=== Instructions to follow ===
Check each line of the listing below for the string "computed", then copy every line that has it.

=== Supplied information ===
◇ ◇ ◇

//
// cache.rs
//
// Memoization of resolver results with interior mutability
//

use std::hash::Hash;
use std::num::NonZeroUsize;
use std::sync::{Arc, RwLock};

use lru::LruCache;

use crate::dialect::DialectConfig;
use crate::namespaces::NamespaceBinding;
use crate::syntax::NodeId;
use crate::variables::VariableBinding;

/// Default capacity for each resolver cache
pub const DEFAULT_CACHE_CAPACITY: usize = 4096;

/// Identifies one query: the tree snapshot, the node, and the dialect the
/// result was computed for.
#[derive(Debug, Clone, Copy, PartialEq, Eq, Hash)]
pub struct CacheKey {
    pub generation: u64,
    pub node: NodeId,
    pub dialect: DialectConfig,
}

fn capacity(cap: usize) -> NonZeroUsize {
    NonZeroUsize::new(cap).unwrap_or(NonZeroUsize::MIN)
}

/// LRU map with interior mutability.
///
/// Uses `peek()` for reads (no LRU promotion, works under read lock) and
/// `push()` for writes (promotes/evicts under write lock), so lookups from
/// concurrent batch queries never contend with each other.
pub struct ScopeCache<K: Hash + Eq, V> {
    inner: RwLock<LruCache<K, Arc<V>>>,
}

impl<K: Hash + Eq, V> std::fmt::Debug for ScopeCache<K, V> {
    fn fmt(&self, f: &mut std::fmt::Formatter<'_>) -> std::fmt::Result {
        f.debug_struct("ScopeCache").finish_non_exhaustive()
    }
}

impl<K: Hash + Eq, V> Default for ScopeCache<K, V> {
    fn default() -> Self {
        Self::with_capacity(DEFAULT_CACHE_CAPACITY)
    }
}

impl<K: Hash + Eq, V> ScopeCache<K, V> {
    pub fn with_capacity(cap: usize) -> Self {
        Self {
            inner: RwLock::new(LruCache::new(capacity(cap))),
        }
    }

    pub fn get(&self, key: &K) -> Option<Arc<V>> {
        self.inner.read().ok()?.peek(key).cloned()
    }

    pub fn insert(&self, key: K, value: Arc<V>) {
        if let Ok(mut guard) = self.inner.write() {
            guard.push(key, value);
        }
    }

    /// Return the cached value or compute, store and return it.
    pub fn get_or_insert_with(&self, key: K, compute: impl FnOnce() -> V) -> Arc<V> {
        self.fetch(key, compute).0
    }

    /// Like [`get_or_insert_with`](Self::get_or_insert_with), also reporting
    /// whether the value was already cached.
    pub fn fetch(&self, key: K, compute: impl FnOnce() -> V) -> (Arc<V>, bool) {
        if let Some(hit) = self.get(&key) {
            return (hit, true);
        }
        let value = Arc::new(compute());
        self.insert(key, Arc::clone(&value));
        (value, false)
    }

    /// Remove every entry matching `pred`; returns how many were removed.
    pub fn invalidate_where(&self, pred: impl Fn(&K) -> bool) -> usize
    where
        K: Clone,
    {
        let Ok(mut guard) = self.inner.write() else {
            return 0;
        };
        let stale: Vec<K> = guard.iter().map(|(k, _)| k).filter(|k| pred(k)).cloned().collect();
        for key in &stale {
            guard.pop(key);
        }
        stale.len()
    }

    pub fn clear(&self) {
        if let Ok(mut guard) = self.inner.write() {
            guard.clear();
        }
    }

    pub fn len(&self) -> usize {
        self.inner.read().map(|g| g.len()).unwrap_or(0)
    }

    pub fn is_empty(&self) -> bool {
        self.len() == 0
    }

    /// Resize the cache capacity. If shrinking, LRU entries are evicted.
    pub fn resize(&self, cap: usize) {
        if let Ok(mut guard) = self.inner.write() {
            guard.resize(capacity(cap));
        }
    }
}

/// Caches for the position-dependent resolvers.
///
/// Function candidates are not cached: they depend on the module registry,
/// which the cache cannot fingerprint.
#[derive(Debug, Default)]
pub struct ResolutionCache {
    pub namespaces: ScopeCache<CacheKey, Vec<NamespaceBinding>>,
    pub variables: ScopeCache<CacheKey, Vec<VariableBinding>>,
}

impl ResolutionCache {
    pub fn new() -> Self {
        Self::default()
    }

    pub fn with_capacity(cap: usize) -> Self {
        Self {
            namespaces: ScopeCache::with_capacity(cap),
            variables: ScopeCache::with_capacity(cap),
        }
    }

    /// Drop every entry computed for tree snapshot `generation`.
    pub fn invalidate_generation(&self, generation: u64) -> usize {
        self.namespaces.invalidate_where(|k| k.generation == generation)
            + self.variables.invalidate_where(|k| k.generation == generation)
    }

    pub fn invalidate_all(&self) {
        self.namespaces.clear();
        self.variables.clear();
    }
}

#[cfg(test)]
mod tests {
    use super::*;

    fn key(generation: u64, node: u32) -> CacheKey {
        CacheKey {
            generation,
            node: NodeId::from_raw(node),
            dialect: DialectConfig::default(),
        }
    }

    #[test]
    fn test_get_or_insert_computes_once() {
        let cache: ScopeCache<CacheKey, Vec<u32>> = ScopeCache::default();
        let mut calls = 0;
        let first = cache.get_or_insert_with(key(1, 1), || {
            calls += 1;
            vec![1, 2]
        });
        let second = cache.get_or_insert_with(key(1, 1), || {
            calls += 1;
            vec![3]
        });
        assert_eq!(calls, 1);
        assert!(Arc::ptr_eq(&first, &second));
    }

    #[test]
    fn test_fetch_reports_hits() {
        let cache: ScopeCache<CacheKey, u32> = ScopeCache::default();
        let (first, hit) = cache.fetch(key(1, 1), || 7);
        assert!(!hit);
        let (second, hit) = cache.fetch(key(1, 1), || 8);
        assert!(hit);
        assert_eq!((*first, *second), (7, 7));
    }

    #[test]
    fn test_dialect_is_part_of_the_key() {
        let cache: ScopeCache<CacheKey, u32> = ScopeCache::default();
        cache.insert(key(1, 1), Arc::new(1));
        let other = CacheKey {
            dialect: DialectConfig::marklogic(9),
            ..key(1, 1)
        };
        assert!(cache.get(&other).is_none());
    }

    #[test]
    fn test_capacity_evicts() {
        let cache: ScopeCache<CacheKey, u32> = ScopeCache::with_capacity(2);
        cache.insert(key(1, 1), Arc::new(1));
        cache.insert(key(1, 2), Arc::new(2));
        cache.insert(key(1, 3), Arc::new(3));
        assert_eq!(cache.len(), 2);
        assert!(cache.get(&key(1, 1)).is_none());

        cache.resize(1);
        assert_eq!(cache.len(), 1);
    }

    #[test]
    fn test_zero_capacity_is_clamped() {
        let cache: ScopeCache<CacheKey, u32> = ScopeCache::with_capacity(0);
        cache.insert(key(1, 1), Arc::new(1));
        assert_eq!(cache.len(), 1);
    }

    #[test]
    fn test_invalidate_generation() {
        let cache = ResolutionCache::new();
        cache.variables.insert(key(1, 1), Arc::new(Vec::new()));
        cache.variables.insert(key(2, 1), Arc::new(Vec::new()));
        cache.namespaces.insert(key(1, 5), Arc::new(Vec::new()));
        assert_eq!(cache.invalidate_generation(1), 2);
        assert!(cache.variables.get(&key(2, 1)).is_some());
        cache.invalidate_all();
        assert!(cache.variables.is_empty());
        assert!(cache.namespaces.is_empty());
    }
}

◇ ◇ ◇

=== Response for this exercise ===
/// result was computed for.
    /// Drop every entry computed for tree snapshot `generation`.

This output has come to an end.